◆ **Aim of the exercise**: Your task is to gather the lines below that hold the string "usize".

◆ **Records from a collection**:
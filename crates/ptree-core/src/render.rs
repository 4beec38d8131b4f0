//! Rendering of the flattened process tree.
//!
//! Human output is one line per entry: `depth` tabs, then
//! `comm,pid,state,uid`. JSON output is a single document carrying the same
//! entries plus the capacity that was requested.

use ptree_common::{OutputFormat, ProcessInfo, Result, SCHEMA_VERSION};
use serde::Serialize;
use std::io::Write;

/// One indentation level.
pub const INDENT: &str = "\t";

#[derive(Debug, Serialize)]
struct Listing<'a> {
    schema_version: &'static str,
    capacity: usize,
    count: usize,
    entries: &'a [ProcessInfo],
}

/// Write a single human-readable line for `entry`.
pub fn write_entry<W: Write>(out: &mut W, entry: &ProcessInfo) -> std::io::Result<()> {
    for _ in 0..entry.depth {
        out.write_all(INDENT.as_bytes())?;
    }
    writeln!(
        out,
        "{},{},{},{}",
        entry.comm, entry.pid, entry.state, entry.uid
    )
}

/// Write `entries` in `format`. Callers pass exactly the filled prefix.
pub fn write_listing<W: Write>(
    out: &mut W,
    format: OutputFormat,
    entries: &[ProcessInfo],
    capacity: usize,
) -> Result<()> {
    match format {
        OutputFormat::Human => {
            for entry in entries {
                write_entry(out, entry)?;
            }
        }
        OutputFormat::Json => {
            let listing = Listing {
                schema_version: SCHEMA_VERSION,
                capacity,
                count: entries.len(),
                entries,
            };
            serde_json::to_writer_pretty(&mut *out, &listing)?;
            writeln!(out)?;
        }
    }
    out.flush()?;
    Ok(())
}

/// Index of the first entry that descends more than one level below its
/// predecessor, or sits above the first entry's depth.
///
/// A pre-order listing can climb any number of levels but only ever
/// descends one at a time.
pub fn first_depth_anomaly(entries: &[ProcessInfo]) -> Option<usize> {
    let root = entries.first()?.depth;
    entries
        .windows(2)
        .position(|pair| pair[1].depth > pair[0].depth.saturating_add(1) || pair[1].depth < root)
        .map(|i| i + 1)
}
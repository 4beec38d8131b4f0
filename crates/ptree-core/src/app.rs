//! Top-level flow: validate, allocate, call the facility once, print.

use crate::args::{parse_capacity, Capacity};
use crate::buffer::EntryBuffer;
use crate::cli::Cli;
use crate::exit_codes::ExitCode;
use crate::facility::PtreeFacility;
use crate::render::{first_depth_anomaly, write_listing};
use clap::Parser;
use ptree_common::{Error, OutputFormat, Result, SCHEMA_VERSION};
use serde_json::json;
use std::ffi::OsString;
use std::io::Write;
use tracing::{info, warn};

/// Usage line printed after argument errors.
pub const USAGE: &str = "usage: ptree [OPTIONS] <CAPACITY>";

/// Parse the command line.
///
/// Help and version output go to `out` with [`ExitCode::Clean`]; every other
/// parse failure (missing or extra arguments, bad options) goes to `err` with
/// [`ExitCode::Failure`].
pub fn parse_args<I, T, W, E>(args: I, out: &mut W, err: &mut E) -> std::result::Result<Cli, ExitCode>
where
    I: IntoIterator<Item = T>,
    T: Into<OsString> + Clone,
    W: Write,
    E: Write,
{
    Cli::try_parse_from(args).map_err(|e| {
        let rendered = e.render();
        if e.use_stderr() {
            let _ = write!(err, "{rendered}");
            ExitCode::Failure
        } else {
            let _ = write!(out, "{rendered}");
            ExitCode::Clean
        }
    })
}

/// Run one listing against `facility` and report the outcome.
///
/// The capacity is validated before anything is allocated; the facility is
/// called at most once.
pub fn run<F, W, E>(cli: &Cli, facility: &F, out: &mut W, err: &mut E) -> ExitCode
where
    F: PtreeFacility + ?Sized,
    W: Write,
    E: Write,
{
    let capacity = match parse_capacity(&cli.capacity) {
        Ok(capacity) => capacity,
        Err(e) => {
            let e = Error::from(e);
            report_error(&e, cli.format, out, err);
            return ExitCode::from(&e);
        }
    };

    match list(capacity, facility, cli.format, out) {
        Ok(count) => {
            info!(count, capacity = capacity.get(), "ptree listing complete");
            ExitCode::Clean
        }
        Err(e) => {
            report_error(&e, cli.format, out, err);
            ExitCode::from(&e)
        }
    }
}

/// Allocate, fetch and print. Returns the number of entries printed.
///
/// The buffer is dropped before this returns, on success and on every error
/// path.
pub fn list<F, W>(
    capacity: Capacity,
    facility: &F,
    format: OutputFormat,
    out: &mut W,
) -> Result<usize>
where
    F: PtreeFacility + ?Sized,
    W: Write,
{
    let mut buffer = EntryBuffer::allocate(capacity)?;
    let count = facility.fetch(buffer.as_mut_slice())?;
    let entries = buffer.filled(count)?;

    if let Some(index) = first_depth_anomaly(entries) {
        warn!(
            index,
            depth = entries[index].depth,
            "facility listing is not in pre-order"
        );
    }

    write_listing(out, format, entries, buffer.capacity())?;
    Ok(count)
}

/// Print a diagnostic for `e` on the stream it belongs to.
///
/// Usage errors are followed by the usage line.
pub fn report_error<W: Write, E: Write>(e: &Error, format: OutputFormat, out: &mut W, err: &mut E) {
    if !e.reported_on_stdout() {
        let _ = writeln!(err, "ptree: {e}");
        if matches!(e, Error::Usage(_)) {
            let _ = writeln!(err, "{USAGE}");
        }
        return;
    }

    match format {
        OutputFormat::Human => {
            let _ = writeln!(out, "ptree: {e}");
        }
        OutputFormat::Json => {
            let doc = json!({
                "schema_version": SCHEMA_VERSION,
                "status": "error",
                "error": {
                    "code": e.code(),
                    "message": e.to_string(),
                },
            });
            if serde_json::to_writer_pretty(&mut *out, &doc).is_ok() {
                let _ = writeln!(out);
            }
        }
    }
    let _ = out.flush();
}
---
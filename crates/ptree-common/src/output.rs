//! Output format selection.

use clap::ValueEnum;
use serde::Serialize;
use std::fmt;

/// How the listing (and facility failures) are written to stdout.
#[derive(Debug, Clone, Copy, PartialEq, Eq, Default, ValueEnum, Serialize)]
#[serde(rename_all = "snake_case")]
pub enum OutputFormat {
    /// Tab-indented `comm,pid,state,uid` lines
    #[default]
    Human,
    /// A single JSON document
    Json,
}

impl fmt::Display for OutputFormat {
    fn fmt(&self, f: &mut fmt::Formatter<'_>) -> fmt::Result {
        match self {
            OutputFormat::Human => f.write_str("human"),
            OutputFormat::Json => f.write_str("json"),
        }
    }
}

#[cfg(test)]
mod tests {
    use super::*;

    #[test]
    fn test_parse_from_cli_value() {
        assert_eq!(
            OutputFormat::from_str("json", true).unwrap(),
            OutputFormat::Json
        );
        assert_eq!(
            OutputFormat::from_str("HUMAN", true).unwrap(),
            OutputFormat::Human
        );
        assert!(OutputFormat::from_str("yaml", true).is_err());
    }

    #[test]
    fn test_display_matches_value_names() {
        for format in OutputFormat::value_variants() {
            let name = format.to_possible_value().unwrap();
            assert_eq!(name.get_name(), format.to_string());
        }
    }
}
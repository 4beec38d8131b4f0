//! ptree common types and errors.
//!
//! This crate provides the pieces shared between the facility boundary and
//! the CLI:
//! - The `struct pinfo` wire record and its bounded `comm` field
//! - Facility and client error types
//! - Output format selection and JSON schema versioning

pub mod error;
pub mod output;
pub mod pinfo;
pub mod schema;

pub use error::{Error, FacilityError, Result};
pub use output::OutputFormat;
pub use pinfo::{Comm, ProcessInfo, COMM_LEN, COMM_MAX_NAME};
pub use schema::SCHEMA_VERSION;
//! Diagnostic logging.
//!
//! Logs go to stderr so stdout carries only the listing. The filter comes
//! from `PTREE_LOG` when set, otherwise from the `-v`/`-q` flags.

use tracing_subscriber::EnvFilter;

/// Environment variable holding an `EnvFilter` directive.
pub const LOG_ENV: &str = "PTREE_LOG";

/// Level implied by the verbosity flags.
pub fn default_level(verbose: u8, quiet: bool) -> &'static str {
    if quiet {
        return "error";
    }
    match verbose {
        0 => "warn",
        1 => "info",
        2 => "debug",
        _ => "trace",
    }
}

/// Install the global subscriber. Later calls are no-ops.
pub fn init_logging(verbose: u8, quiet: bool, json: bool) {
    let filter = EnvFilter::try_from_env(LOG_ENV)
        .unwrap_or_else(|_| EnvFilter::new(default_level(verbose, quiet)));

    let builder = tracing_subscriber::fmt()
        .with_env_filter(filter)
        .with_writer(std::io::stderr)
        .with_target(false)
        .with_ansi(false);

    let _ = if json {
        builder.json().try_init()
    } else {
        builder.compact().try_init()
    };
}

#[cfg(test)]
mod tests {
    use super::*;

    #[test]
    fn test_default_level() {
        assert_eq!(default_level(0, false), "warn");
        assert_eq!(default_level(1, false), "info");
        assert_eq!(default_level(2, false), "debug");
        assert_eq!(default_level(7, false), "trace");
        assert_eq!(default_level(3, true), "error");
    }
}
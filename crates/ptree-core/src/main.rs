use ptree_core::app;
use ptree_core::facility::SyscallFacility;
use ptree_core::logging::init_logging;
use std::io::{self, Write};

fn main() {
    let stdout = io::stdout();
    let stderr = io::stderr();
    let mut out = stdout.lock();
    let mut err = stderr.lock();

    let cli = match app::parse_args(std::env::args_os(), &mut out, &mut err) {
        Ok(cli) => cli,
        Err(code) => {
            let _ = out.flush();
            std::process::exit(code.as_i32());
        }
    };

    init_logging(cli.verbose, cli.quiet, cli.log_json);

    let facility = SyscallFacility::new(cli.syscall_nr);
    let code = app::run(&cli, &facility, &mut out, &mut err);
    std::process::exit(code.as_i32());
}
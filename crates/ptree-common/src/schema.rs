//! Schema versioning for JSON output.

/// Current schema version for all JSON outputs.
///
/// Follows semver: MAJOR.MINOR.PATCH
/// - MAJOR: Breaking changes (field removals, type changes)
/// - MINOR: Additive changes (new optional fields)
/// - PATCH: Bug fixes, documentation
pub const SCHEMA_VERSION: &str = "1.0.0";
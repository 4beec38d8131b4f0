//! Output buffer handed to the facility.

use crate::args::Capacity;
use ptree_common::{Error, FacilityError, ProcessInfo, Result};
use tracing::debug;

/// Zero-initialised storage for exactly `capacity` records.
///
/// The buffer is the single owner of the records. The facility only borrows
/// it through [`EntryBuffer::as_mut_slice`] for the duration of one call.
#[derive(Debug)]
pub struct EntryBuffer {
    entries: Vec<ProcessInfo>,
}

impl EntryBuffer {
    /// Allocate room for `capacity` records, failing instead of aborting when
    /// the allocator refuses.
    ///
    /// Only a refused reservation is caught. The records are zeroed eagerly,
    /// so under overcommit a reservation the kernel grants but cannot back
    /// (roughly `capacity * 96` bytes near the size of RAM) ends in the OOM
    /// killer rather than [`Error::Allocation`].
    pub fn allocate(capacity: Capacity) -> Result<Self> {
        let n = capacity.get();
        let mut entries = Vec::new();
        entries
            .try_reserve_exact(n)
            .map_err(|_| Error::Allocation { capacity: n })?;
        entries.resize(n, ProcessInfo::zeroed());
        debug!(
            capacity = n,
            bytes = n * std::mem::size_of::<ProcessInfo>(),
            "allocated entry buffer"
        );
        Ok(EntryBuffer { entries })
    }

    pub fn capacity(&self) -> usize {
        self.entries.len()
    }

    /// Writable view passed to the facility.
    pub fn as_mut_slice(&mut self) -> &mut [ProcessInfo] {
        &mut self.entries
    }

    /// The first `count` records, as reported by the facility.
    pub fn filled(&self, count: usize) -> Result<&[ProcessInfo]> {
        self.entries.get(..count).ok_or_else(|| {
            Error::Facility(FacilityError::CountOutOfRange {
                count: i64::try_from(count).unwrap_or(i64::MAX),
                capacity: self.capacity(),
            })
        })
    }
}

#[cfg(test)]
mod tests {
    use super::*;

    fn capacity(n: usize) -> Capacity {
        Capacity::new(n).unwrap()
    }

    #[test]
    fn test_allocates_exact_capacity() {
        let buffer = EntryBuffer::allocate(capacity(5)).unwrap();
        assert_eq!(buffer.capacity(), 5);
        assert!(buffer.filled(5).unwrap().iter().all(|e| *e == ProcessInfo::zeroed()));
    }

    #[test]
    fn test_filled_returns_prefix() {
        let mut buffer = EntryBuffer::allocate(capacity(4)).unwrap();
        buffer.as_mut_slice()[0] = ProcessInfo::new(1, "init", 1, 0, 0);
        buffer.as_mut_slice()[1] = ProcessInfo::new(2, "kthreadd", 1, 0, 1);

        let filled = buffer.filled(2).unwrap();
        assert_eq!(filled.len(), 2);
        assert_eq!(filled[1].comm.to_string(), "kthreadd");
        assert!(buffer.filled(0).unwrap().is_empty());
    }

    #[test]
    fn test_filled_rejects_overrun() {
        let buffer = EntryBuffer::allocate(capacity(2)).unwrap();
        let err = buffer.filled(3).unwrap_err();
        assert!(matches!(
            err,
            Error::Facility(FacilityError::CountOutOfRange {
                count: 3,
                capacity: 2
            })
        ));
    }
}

◆ **Reply**:
    capacity: usize,
    count: usize,
    capacity: usize,
pub fn first_depth_anomaly(entries: &[ProcessInfo]) -> Option<usize> {
) -> Result<usize>
    pub fn capacity(&self) -> usize {
    pub fn filled(&self, count: usize) -> Result<&[ProcessInfo]> {
    fn capacity(n: usize) -> Capacity {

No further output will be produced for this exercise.